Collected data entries

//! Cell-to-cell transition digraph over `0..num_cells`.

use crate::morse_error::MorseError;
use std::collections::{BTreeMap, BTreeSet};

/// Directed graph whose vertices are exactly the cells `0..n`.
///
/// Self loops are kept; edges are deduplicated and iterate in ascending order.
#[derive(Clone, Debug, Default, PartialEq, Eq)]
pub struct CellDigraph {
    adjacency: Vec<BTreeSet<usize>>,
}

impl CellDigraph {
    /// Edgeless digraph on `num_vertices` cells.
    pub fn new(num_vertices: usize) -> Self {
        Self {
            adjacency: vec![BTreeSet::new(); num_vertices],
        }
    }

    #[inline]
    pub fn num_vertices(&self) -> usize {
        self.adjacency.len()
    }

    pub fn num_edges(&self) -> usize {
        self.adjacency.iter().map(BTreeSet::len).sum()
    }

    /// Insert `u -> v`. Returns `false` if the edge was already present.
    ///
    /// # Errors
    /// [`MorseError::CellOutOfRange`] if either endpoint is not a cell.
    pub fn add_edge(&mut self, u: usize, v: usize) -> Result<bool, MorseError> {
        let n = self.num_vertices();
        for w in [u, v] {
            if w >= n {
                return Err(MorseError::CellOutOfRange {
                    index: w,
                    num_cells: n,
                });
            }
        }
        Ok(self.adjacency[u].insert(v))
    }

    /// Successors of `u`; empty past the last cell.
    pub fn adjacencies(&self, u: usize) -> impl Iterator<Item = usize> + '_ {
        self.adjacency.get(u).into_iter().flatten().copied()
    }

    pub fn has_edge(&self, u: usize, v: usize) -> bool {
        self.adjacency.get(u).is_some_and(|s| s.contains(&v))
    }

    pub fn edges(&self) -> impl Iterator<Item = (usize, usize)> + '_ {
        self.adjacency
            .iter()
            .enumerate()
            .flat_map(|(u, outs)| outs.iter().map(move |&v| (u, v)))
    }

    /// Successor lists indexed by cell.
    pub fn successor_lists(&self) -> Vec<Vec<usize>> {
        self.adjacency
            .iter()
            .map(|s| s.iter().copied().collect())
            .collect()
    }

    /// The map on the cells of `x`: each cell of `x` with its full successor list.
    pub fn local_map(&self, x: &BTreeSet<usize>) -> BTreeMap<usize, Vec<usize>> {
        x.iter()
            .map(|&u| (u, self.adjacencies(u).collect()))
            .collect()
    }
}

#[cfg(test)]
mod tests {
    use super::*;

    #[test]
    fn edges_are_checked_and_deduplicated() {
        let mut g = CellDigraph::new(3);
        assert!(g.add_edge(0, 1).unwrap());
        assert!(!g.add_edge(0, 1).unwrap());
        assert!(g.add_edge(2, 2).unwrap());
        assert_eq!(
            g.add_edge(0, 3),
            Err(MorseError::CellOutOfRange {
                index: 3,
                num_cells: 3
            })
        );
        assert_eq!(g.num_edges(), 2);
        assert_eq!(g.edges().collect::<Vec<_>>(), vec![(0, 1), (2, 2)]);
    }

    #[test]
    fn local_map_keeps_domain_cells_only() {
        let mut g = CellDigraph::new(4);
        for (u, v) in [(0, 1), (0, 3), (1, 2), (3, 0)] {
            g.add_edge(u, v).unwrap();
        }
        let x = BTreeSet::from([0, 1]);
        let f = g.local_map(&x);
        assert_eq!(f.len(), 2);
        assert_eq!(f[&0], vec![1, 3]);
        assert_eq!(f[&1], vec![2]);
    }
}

==

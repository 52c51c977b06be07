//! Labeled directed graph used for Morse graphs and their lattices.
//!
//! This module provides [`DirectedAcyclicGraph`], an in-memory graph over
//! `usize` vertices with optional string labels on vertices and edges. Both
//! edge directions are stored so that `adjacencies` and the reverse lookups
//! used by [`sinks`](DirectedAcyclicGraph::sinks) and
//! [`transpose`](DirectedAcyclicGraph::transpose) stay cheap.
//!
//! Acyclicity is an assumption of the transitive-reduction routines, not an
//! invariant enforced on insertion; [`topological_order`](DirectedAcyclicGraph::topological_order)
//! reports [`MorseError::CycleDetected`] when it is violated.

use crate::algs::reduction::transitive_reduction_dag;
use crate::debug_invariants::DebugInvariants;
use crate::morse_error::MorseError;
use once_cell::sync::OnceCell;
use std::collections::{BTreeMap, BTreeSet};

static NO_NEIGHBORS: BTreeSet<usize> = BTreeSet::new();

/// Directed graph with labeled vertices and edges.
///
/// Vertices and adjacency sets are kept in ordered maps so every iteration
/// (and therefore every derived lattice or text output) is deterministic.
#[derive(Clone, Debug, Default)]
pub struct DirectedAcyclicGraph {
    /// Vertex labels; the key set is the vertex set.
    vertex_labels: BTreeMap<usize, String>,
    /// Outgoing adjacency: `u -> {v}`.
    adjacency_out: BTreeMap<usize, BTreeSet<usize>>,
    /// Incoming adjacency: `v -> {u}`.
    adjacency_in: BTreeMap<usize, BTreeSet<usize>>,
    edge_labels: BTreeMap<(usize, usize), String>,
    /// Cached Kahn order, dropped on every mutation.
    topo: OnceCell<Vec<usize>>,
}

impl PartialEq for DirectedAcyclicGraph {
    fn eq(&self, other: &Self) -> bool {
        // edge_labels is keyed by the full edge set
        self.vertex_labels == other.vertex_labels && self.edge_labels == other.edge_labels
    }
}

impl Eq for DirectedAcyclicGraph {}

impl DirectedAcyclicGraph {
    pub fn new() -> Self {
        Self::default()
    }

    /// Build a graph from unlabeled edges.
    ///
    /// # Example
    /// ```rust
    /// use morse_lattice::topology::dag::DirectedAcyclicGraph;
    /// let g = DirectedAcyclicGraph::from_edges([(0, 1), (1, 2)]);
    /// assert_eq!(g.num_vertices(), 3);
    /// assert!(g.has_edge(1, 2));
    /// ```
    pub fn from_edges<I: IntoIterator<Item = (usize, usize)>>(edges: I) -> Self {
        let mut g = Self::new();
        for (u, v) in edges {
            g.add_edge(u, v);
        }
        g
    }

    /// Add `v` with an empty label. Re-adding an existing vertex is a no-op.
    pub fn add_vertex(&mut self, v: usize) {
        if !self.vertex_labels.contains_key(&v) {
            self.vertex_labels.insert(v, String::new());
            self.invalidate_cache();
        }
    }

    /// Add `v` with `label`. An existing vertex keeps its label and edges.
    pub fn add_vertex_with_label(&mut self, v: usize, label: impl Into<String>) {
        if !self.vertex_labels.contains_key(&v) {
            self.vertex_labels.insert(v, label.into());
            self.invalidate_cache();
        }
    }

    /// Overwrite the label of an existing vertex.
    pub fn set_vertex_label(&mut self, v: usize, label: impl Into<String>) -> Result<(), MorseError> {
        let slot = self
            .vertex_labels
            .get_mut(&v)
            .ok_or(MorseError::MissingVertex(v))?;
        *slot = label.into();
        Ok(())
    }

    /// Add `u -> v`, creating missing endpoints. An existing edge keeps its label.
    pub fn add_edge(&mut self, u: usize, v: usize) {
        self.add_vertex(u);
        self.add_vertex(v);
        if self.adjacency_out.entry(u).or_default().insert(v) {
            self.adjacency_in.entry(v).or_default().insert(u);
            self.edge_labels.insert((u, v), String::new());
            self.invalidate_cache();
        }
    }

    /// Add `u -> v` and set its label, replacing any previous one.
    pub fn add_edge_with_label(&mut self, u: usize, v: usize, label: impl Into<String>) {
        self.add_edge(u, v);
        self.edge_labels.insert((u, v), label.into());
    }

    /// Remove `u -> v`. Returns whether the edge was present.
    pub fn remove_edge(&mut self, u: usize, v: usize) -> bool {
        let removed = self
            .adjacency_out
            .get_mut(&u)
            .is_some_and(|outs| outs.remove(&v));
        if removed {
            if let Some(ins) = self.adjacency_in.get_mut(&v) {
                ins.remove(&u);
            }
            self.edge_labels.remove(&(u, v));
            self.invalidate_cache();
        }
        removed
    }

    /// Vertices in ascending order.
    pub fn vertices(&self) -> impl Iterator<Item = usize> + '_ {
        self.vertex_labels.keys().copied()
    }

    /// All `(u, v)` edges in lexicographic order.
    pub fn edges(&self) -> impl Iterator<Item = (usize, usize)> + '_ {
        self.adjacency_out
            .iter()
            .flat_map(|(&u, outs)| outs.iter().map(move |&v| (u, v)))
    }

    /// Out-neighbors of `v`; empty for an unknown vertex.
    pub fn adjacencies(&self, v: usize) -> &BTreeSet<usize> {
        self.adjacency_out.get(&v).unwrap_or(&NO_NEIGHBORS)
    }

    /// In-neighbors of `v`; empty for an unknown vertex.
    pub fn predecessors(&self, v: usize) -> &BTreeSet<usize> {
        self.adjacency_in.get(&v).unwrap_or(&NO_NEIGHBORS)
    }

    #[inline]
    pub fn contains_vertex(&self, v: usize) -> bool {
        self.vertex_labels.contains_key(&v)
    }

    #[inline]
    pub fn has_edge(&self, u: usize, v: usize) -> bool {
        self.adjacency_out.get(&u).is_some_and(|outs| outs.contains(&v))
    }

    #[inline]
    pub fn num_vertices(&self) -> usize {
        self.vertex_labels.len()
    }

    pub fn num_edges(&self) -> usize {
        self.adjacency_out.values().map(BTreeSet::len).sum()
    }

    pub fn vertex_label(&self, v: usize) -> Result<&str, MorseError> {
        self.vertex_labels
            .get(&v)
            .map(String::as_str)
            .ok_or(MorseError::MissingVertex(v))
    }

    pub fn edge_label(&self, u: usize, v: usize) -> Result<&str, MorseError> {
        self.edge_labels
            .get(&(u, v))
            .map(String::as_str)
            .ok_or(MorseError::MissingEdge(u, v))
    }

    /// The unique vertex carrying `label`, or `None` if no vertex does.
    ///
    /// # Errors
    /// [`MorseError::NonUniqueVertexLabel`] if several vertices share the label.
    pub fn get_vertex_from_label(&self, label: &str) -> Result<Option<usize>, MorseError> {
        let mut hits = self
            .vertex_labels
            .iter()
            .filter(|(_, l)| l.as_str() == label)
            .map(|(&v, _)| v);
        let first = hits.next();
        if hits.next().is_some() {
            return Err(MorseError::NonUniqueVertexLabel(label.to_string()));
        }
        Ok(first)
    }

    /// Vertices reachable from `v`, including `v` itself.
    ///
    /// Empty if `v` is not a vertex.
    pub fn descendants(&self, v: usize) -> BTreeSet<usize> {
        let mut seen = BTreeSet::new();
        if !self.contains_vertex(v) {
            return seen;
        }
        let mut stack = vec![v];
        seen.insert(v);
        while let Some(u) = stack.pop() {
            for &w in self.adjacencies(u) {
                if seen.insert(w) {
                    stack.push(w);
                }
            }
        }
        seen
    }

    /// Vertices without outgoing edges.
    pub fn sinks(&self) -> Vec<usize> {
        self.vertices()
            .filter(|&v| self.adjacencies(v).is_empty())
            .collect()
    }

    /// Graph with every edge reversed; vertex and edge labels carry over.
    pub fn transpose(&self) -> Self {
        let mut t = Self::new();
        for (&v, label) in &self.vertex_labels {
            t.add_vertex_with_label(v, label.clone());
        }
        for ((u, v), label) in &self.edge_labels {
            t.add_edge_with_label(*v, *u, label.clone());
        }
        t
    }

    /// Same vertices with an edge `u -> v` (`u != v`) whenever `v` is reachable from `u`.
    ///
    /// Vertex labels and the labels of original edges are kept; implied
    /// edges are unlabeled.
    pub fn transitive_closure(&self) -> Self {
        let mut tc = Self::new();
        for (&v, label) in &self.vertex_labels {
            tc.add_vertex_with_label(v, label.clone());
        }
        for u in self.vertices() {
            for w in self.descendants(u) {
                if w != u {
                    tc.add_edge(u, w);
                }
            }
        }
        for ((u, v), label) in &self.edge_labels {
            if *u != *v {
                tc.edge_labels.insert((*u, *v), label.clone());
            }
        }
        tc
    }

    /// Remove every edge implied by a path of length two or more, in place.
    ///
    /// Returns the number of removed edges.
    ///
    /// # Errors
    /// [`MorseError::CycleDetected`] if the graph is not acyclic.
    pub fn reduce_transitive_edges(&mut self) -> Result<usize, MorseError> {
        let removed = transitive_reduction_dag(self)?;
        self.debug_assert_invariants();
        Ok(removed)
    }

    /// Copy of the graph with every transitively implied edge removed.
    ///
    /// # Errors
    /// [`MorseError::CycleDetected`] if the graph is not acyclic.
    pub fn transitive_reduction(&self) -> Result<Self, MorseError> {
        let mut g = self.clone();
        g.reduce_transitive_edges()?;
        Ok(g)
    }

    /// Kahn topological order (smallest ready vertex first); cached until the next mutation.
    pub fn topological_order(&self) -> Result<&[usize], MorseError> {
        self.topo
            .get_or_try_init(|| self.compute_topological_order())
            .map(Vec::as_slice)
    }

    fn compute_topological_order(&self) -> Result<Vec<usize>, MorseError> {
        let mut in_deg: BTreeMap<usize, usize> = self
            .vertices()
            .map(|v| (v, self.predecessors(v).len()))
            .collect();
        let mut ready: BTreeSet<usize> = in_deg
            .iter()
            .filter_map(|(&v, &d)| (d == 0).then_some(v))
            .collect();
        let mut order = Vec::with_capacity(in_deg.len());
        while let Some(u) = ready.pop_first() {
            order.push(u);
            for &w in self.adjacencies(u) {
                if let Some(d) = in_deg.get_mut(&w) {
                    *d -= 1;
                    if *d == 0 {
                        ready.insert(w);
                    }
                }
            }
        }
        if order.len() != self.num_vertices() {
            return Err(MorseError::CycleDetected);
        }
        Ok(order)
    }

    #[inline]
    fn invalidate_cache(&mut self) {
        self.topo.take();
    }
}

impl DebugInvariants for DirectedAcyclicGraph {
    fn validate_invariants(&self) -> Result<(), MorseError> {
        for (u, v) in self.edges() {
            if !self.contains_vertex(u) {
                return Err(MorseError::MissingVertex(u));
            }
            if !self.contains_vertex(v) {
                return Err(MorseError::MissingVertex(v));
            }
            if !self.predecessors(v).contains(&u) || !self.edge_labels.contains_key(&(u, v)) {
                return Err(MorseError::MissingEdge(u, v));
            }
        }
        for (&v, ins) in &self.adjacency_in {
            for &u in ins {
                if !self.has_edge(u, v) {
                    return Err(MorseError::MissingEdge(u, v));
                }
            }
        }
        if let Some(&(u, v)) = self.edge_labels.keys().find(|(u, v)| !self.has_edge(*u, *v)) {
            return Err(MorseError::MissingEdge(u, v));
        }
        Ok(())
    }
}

* **Exercise aim**: From the records above, quote only the lines running from the line with "Cell-to-cell transition digraph" to the line with "iterate in ascending order.", both lines included.

* **Result of the exercise**:
//! Cell-to-cell transition digraph over `0..num_cells`.

use crate::morse_error::MorseError;
use std::collections::{BTreeMap, BTreeSet};

/// Directed graph whose vertices are exactly the cells `0..n`.
///
/// Self loops are kept; edges are deduplicated and iterate in ascending order.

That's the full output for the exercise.